La réunion sur canapé pour faire tomber la tension Comment redonner confiance à un enfant, vaincre un repli? En regonflant son estime personnelle et en jouant avec lui. Et pourquoi pas en instaurant des temps de jeu particuliers, comme les appelle Lawrence Cohen. Autrement dit, des moments pas forcément longs, où le parent donne carte blanche à l’enfant et lui accorde une attention exclusive. A lui de choisir le jeu et d’y entraîner

l’adulte consentant. Autant de moments privilégiés qui resserrent les liens. Plus facile à dire qu’à faire, quand la moutarde vous monte au nez, difficile de se changer en humoriste! N’empêche, plutôt que de se mettre à hurler sur un comportement qui vous agace et envoyer le garnement dans sa chambre, mieux vaut opter pour une réunion sur le canapé. De quoi

s’agit-il? De faire tomber la tension en s’offrant un temps de pause à deux. L’important est que chacun, parent et enfant, puisse vider son sac et restaurer l’attachement. Une façon de repartir du bon pied. A force de répéter plusieurs fois les mêmes recommandations – «range ta chambre, sors la poubelle, débarrasse la table!» – qui passent totalement inaperçues, mieux vaut parfois

surprendre.

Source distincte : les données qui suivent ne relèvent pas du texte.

use num_bigint::{BigInt, BigUint};
use num_traits::{One, Zero};

use super::CurveError;

/// Modular exponentiation with a fixed 4-bit window.
///
/// The identifier algebra computes `k^i mod n` for arbitrary chain indices,
/// so the exponent is scanned a nibble at a time against a 16-entry table.
pub fn pow_mod(base: &BigUint, exp: &BigUint, modulus: &BigUint) -> BigUint {
    if modulus.is_one() {
        return BigUint::zero();
    }

    let base = base % modulus;
    if exp.is_zero() {
        return BigUint::one();
    }

    let mut table = Vec::with_capacity(16);
    table.push(BigUint::one());
    for i in 1..16usize {
        table.push(&table[i - 1] * &base % modulus);
    }

    let mut acc = BigUint::one();
    for digit in exp.to_radix_be(16) {
        for _ in 0..4 {
            acc = &acc * &acc % modulus;
        }
        if digit != 0 {
            acc = acc * &table[digit as usize] % modulus;
        }
    }

    acc
}

/// Modular inverse via the extended Euclidean algorithm.
///
/// Fails when `gcd(a, m) != 1`, which for the prime moduli used here only
/// happens when `a ≡ 0`.
pub fn mod_inv(a: &BigUint, modulus: &BigUint) -> Result<BigUint, CurveError> {
    let m = BigInt::from(modulus.clone());
    let mut old_r = BigInt::from(a % modulus);
    let mut r = m.clone();
    let mut old_s = BigInt::one();
    let mut s = BigInt::zero();

    while !r.is_zero() {
        let q = &old_r / &r;
        let next_r = &old_r - &q * &r;
        old_r = std::mem::replace(&mut r, next_r);
        let next_s = &old_s - &q * &s;
        old_s = std::mem::replace(&mut s, next_s);
    }

    if old_r != BigInt::one() {
        return Err(CurveError::NotInvertible);
    }

    let reduced = ((old_s % &m) + &m) % &m;
    Ok(reduced.to_biguint().expect("reduced into [0, m)"))
}

/// Square root in the secp256k1 field, via the `(p + 1) / 4` exponent.
///
/// The candidate is verified before acceptance; a failed check means the
/// input was a non-residue.
pub(crate) fn sqrt_fp(a: &BigUint) -> Result<BigUint, CurveError> {
    let p = &*super::FIELD_PRIME;
    let a = a % p;
    let candidate = pow_mod(&a, &super::SQRT_EXP, p);
    if (&candidate * &candidate) % p == a {
        Ok(candidate)
    } else {
        Err(CurveError::NonResidue)
    }
}

/// `(a - b) mod p` without leaving the unsigned domain.
pub(crate) fn sub_mod(a: &BigUint, b: &BigUint, modulus: &BigUint) -> BigUint {
    ((a % modulus) + modulus - (b % modulus)) % modulus
}

#[cfg(test)]
mod tests {
    use super::*;
    use crate::curve::{FIELD_PRIME, GROUP_ORDER};

    #[test]
    fn pow_mod_matches_reference_implementation() {
        let n = &*GROUP_ORDER;
        let base = BigUint::parse_bytes(b"deadbeefcafef00d", 16).unwrap();
        for exp in [0u32, 1, 2, 15, 16, 17, 255, 1000] {
            let exp = BigUint::from(exp);
            assert_eq!(pow_mod(&base, &exp, n), base.modpow(&exp, n));
        }
    }

    #[test]
    fn pow_mod_large_exponent() {
        let p = &*FIELD_PRIME;
        let base = BigUint::from(7u32);
        let exp = &*GROUP_ORDER - BigUint::from(1u32);
        assert_eq!(pow_mod(&base, &exp, p), base.modpow(&exp, p));
    }

    #[test]
    fn mod_inv_round_trips() {
        let n = &*GROUP_ORDER;
        for v in [1u32, 2, 6, 1337, 65535] {
            let v = BigUint::from(v);
            let inv = mod_inv(&v, n).unwrap();
            assert_eq!((&v * &inv) % n, BigUint::one());
        }
    }

    #[test]
    fn zero_is_not_invertible() {
        assert_eq!(
            mod_inv(&BigUint::zero(), &GROUP_ORDER),
            Err(CurveError::NotInvertible)
        );
    }

    #[test]
    fn sqrt_of_residue_verifies() {
        // 2^2 = 4 is trivially a residue
        let four = BigUint::from(4u32);
        let root = sqrt_fp(&four).unwrap();
        let p = &*FIELD_PRIME;
        assert_eq!((&root * &root) % p, four);
    }

    #[test]
    fn sub_mod_wraps() {
        let m = BigUint::from(7u32);
        let a = BigUint::from(2u32);
        let b = BigUint::from(5u32);
        assert_eq!(sub_mod(&a, &b, &m), BigUint::from(4u32));
    }
}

Comment? En donnant les mêmes injonctions mais en imitant, par exemple, une voix d’opéra. Ou en prenant le contre-pied. Genre: «Au lieu de sortir les poubelles, ça t’ennuierait de te vautrer sur le canapé?» Des répliques pas forcément efficaces, mais qui ont le mérite de prendre l’ado au dépourvu et de relancer la dynamique familiale sur le mode humoristique.